== Material for this exercise
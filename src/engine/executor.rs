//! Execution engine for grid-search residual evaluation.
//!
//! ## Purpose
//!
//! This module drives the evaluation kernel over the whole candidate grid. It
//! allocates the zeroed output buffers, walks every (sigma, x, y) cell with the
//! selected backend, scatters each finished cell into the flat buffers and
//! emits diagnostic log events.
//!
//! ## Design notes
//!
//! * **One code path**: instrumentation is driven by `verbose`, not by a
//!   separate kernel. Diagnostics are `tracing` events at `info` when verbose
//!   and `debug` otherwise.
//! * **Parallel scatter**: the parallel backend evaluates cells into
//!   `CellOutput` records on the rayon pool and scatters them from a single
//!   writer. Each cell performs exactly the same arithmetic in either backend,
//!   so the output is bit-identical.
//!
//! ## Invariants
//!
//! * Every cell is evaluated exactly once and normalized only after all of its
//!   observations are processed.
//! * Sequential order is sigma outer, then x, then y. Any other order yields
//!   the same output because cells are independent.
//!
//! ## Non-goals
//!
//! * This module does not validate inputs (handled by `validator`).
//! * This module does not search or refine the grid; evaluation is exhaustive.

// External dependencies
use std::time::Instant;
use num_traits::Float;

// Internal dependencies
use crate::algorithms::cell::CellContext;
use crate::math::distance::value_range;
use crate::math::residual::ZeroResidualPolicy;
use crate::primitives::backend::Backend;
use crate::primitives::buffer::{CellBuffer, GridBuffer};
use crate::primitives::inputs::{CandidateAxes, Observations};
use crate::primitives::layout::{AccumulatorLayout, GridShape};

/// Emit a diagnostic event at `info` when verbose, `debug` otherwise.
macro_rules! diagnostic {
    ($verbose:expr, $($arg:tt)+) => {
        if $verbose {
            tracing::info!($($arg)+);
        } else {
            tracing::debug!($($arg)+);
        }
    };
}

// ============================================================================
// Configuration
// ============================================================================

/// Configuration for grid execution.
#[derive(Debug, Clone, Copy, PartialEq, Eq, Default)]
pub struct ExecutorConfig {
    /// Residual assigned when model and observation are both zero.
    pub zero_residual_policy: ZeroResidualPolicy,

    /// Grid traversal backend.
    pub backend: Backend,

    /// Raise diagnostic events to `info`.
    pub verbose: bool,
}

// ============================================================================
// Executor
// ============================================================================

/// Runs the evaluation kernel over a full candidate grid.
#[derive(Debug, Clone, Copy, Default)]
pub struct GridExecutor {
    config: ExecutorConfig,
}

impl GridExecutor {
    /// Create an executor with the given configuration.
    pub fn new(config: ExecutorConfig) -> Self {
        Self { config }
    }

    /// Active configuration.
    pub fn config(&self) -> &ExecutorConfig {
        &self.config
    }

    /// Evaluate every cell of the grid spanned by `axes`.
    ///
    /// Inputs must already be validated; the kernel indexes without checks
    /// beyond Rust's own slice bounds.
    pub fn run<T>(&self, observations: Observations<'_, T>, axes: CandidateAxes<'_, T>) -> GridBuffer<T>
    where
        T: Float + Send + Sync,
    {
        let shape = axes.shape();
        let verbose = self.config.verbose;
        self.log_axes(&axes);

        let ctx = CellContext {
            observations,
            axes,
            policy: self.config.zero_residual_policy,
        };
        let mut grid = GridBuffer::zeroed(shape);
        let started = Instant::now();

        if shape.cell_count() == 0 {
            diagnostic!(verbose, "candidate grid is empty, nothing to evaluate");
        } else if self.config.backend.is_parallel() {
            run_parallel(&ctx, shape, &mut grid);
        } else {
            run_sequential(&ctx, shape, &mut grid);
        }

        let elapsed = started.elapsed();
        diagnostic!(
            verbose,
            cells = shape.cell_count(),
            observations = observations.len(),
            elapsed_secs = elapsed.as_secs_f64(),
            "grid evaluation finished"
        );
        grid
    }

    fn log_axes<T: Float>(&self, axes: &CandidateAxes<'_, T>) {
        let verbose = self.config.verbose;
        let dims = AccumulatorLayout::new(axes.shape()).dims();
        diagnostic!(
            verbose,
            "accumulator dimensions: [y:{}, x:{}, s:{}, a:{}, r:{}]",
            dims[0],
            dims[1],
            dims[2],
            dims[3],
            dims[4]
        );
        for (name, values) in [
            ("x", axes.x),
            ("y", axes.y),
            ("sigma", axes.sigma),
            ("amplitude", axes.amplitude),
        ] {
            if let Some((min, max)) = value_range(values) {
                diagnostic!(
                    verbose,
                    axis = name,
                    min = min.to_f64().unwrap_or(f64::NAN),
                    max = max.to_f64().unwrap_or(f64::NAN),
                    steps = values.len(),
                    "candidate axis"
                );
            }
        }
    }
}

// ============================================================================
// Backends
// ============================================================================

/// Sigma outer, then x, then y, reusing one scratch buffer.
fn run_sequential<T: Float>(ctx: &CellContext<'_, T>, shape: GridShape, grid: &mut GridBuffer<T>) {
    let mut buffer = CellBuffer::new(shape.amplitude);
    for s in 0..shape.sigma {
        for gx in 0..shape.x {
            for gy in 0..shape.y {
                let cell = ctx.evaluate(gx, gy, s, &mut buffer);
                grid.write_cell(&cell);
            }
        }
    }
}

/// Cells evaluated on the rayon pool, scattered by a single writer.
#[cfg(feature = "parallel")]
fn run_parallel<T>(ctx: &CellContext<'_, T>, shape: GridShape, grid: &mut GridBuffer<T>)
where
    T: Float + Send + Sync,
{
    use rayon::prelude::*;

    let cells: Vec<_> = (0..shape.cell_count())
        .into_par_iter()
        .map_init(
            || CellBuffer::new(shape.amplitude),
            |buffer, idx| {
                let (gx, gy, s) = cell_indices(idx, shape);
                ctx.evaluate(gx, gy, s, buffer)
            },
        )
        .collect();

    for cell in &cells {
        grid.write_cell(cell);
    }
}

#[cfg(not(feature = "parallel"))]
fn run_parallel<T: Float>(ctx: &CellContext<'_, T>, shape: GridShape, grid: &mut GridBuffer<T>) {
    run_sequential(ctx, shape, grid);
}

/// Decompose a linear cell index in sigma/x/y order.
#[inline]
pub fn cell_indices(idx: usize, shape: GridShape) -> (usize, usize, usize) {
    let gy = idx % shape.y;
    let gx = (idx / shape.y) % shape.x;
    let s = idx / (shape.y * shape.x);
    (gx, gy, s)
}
====
#### Task instructions:
Up to and including the line with "from a single", print every line of the records from the start.

#### Task answer:
filename src/engine/executor.rs
//! Execution engine for grid-search residual evaluation.
//!
//! ## Purpose
//!
//! This module drives the evaluation kernel over the whole candidate grid. It
//! allocates the zeroed output buffers, walks every (sigma, x, y) cell with the
//! selected backend, scatters each finished cell into the flat buffers and
//! emits diagnostic log events.
//!
//! ## Design notes
//!
//! * **One code path**: instrumentation is driven by `verbose`, not by a
//!   separate kernel. Diagnostics are `tracing` events at `info` when verbose
//!   and `debug` otherwise.
//! * **Parallel scatter**: the parallel backend evaluates cells into
//!   `CellOutput` records on the rayon pool and scatters them from a single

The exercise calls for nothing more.